======== Material to process ========
// src/store/memory.rs

use std::collections::{BTreeMap, HashMap, HashSet};

use async_trait::async_trait;
use chrono::Utc;
use tokio::sync::RwLock;

use super::{SessionReactions, Store};
use crate::{
    error::AppError,
    models::{
        article::{Article, ArticleListParams, CategoryStat, UNCATEGORIZED, UpdateArticleRequest},
        comment::{Comment, ReactionKind},
        interaction::{ArticleCounter, ArticleReaction},
    },
};

#[derive(Default)]
struct Tables {
    articles: HashMap<String, Article>,
    comments: HashMap<String, Comment>,
    article_reactions: HashSet<(String, String, ArticleReaction)>,
    comment_reactions: HashSet<(String, String, ReactionKind)>,
}

/// Process-local store used for tests and for running without a database.
/// Data lives as long as the process.
#[derive(Default)]
pub struct MemoryStore {
    tables: RwLock<Tables>,
}

impl MemoryStore {
    pub fn new() -> Self {
        Self::default()
    }
}

fn slug_taken(tables: &Tables, slug: &str, except_id: Option<&str>) -> bool {
    tables
        .articles
        .values()
        .any(|a| a.slug == slug && Some(a.id.as_str()) != except_id)
}

fn counter_mut(article: &mut Article, counter: ArticleCounter) -> &mut i64 {
    match counter {
        ArticleCounter::Likes => &mut article.likes,
        ArticleCounter::Bookmarks => &mut article.bookmarks,
        ArticleCounter::Shares => &mut article.shares,
        ArticleCounter::Comments => &mut article.comments_count,
    }
}

#[async_trait]
impl Store for MemoryStore {
    async fn list_articles(&self, params: &ArticleListParams) -> Result<Vec<Article>, AppError> {
        let tables = self.tables.read().await;
        let keyword = params.q.as_ref().map(|q| q.to_lowercase());

        let mut articles: Vec<Article> = tables
            .articles
            .values()
            .filter(|a| {
                params
                    .category
                    .as_ref()
                    .is_none_or(|c| a.category.as_ref() == Some(c))
            })
            .filter(|a| params.featured.is_none_or(|f| a.is_featured == f))
            .filter(|a| params.published.is_none_or(|p| a.published == p))
            .filter(|a| {
                keyword
                    .as_ref()
                    .is_none_or(|k| a.title.to_lowercase().contains(k))
            })
            .filter(|a| params.cursor.is_none_or(|cursor| a.created_at < cursor))
            .cloned()
            .collect();

        articles.sort_by(|a, b| b.created_at.cmp(&a.created_at).then_with(|| a.id.cmp(&b.id)));
        articles.truncate(params.effective_limit() as usize);

        Ok(articles)
    }

    async fn find_article(&self, key: &str) -> Result<Option<Article>, AppError> {
        let tables = self.tables.read().await;
        if let Some(article) = tables.articles.get(key) {
            return Ok(Some(article.clone()));
        }
        Ok(tables.articles.values().find(|a| a.slug == key).cloned())
    }

    async fn insert_article(&self, article: &Article) -> Result<(), AppError> {
        let mut tables = self.tables.write().await;
        if tables.articles.contains_key(&article.id) {
            return Err(AppError::Conflict(format!(
                "Article '{}' already exists",
                article.id
            )));
        }
        if slug_taken(&tables, &article.slug, None) {
            return Err(AppError::Conflict(format!(
                "Slug '{}' already exists",
                article.slug
            )));
        }
        tables.articles.insert(article.id.clone(), article.clone());
        Ok(())
    }

    async fn update_article(
        &self,
        id: &str,
        changes: &UpdateArticleRequest,
    ) -> Result<Option<Article>, AppError> {
        let mut tables = self.tables.write().await;
        if let Some(slug) = &changes.slug {
            if slug_taken(&tables, slug, Some(id)) {
                return Err(AppError::Conflict(format!("Slug '{}' already exists", slug)));
            }
        }

        let Some(article) = tables.articles.get_mut(id) else {
            return Ok(None);
        };
        changes.apply_to(article);
        article.updated_at = Utc::now();

        Ok(Some(article.clone()))
    }

    async fn delete_article(&self, id: &str) -> Result<bool, AppError> {
        let mut tables = self.tables.write().await;
        if tables.articles.remove(id).is_none() {
            return Ok(false);
        }

        let removed: HashSet<String> = tables
            .comments
            .values()
            .filter(|c| c.article_id == id)
            .map(|c| c.id.clone())
            .collect();
        tables.comments.retain(|cid, _| !removed.contains(cid));
        tables
            .comment_reactions
            .retain(|(cid, _, _)| !removed.contains(cid));
        tables.article_reactions.retain(|(aid, _, _)| aid != id);

        Ok(true)
    }

    async fn category_stats(&self) -> Result<Vec<CategoryStat>, AppError> {
        let tables = self.tables.read().await;
        let mut counts: BTreeMap<String, i64> = BTreeMap::new();
        for article in tables.articles.values() {
            let category = article
                .category
                .clone()
                .unwrap_or_else(|| UNCATEGORIZED.to_string());
            *counts.entry(category).or_default() += 1;
        }

        let mut stats: Vec<CategoryStat> = counts
            .into_iter()
            .map(|(category, count)| CategoryStat { category, count })
            .collect();
        stats.sort_by(|a, b| b.count.cmp(&a.count).then_with(|| a.category.cmp(&b.category)));

        Ok(stats)
    }

    async fn has_article_reaction(
        &self,
        article_id: &str,
        session_id: &str,
        reaction: ArticleReaction,
    ) -> Result<bool, AppError> {
        let tables = self.tables.read().await;
        Ok(tables.article_reactions.contains(&(
            article_id.to_string(),
            session_id.to_string(),
            reaction,
        )))
    }

    async fn insert_article_reaction(
        &self,
        article_id: &str,
        session_id: &str,
        reaction: ArticleReaction,
    ) -> Result<(), AppError> {
        let mut tables = self.tables.write().await;
        tables
            .article_reactions
            .insert((article_id.to_string(), session_id.to_string(), reaction));
        Ok(())
    }

    async fn delete_article_reaction(
        &self,
        article_id: &str,
        session_id: &str,
        reaction: ArticleReaction,
    ) -> Result<(), AppError> {
        let mut tables = self.tables.write().await;
        tables
            .article_reactions
            .remove(&(article_id.to_string(), session_id.to_string(), reaction));
        Ok(())
    }

    async fn adjust_article_counter(
        &self,
        article_id: &str,
        counter: ArticleCounter,
        delta: i64,
    ) -> Result<(), AppError> {
        let mut tables = self.tables.write().await;
        if let Some(article) = tables.articles.get_mut(article_id) {
            let value = counter_mut(article, counter);
            *value = (*value + delta).max(0);
        }
        Ok(())
    }

    async fn list_comments(&self, article_id: &str) -> Result<Vec<Comment>, AppError> {
        let tables = self.tables.read().await;
        let mut comments: Vec<Comment> = tables
            .comments
            .values()
            .filter(|c| c.article_id == article_id)
            .cloned()
            .collect();
        comments.sort_by(|a, b| a.created_at.cmp(&b.created_at).then_with(|| a.id.cmp(&b.id)));
        Ok(comments)
    }

    async fn find_comment(&self, id: &str) -> Result<Option<Comment>, AppError> {
        let tables = self.tables.read().await;
        Ok(tables.comments.get(id).cloned())
    }

    async fn insert_comment(&self, comment: &Comment) -> Result<(), AppError> {
        let mut tables = self.tables.write().await;
        if tables.comments.contains_key(&comment.id) {
            return Err(AppError::Conflict(format!(
                "Comment '{}' already exists",
                comment.id
            )));
        }
        tables.comments.insert(comment.id.clone(), comment.clone());
        if let Some(article) = tables.articles.get_mut(&comment.article_id) {
            *counter_mut(article, ArticleCounter::Comments) += 1;
        }
        Ok(())
    }

    async fn session_reactions(
        &self,
        article_id: &str,
        session_id: &str,
    ) -> Result<SessionReactions, AppError> {
        let tables = self.tables.read().await;
        let mut reactions = SessionReactions::default();
        for (comment_id, session, kind) in &tables.comment_reactions {
            if session != session_id {
                continue;
            }
            let on_article = tables
                .comments
                .get(comment_id)
                .is_some_and(|c| c.article_id == article_id);
            if !on_article {
                continue;
            }
            match kind {
                ReactionKind::Like => reactions.liked.insert(comment_id.clone()),
                ReactionKind::Dislike => reactions.disliked.insert(comment_id.clone()),
            };
        }
        Ok(reactions)
    }

    async fn comment_reactions(
        &self,
        comment_id: &str,
        session_id: &str,
    ) -> Result<Vec<ReactionKind>, AppError> {
        let tables = self.tables.read().await;
        Ok([ReactionKind::Like, ReactionKind::Dislike]
            .into_iter()
            .filter(|kind| {
                tables.comment_reactions.contains(&(
                    comment_id.to_string(),
                    session_id.to_string(),
                    *kind,
                ))
            })
            .collect())
    }

    async fn insert_comment_reaction(
        &self,
        comment_id: &str,
        session_id: &str,
        kind: ReactionKind,
    ) -> Result<(), AppError> {
        let mut tables = self.tables.write().await;
        tables
            .comment_reactions
            .insert((comment_id.to_string(), session_id.to_string(), kind));
        Ok(())
    }

    async fn delete_comment_reaction(
        &self,
        comment_id: &str,
        session_id: &str,
        kind: ReactionKind,
    ) -> Result<(), AppError> {
        let mut tables = self.tables.write().await;
        tables
            .comment_reactions
            .remove(&(comment_id.to_string(), session_id.to_string(), kind));
        Ok(())
    }

    async fn adjust_comment_counter(
        &self,
        comment_id: &str,
        kind: ReactionKind,
        delta: i64,
    ) -> Result<(), AppError> {
        let mut tables = self.tables.write().await;
        if let Some(comment) = tables.comments.get_mut(comment_id) {
            let value = match kind {
                ReactionKind::Like => &mut comment.likes,
                ReactionKind::Dislike => &mut comment.dislikes,
            };
            *value = (*value + delta).max(0);
        }
        Ok(())
    }
}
========
Only lines containing "struct" belong in the answer; copy every such line from the records.

struct Tables {
pub struct MemoryStore {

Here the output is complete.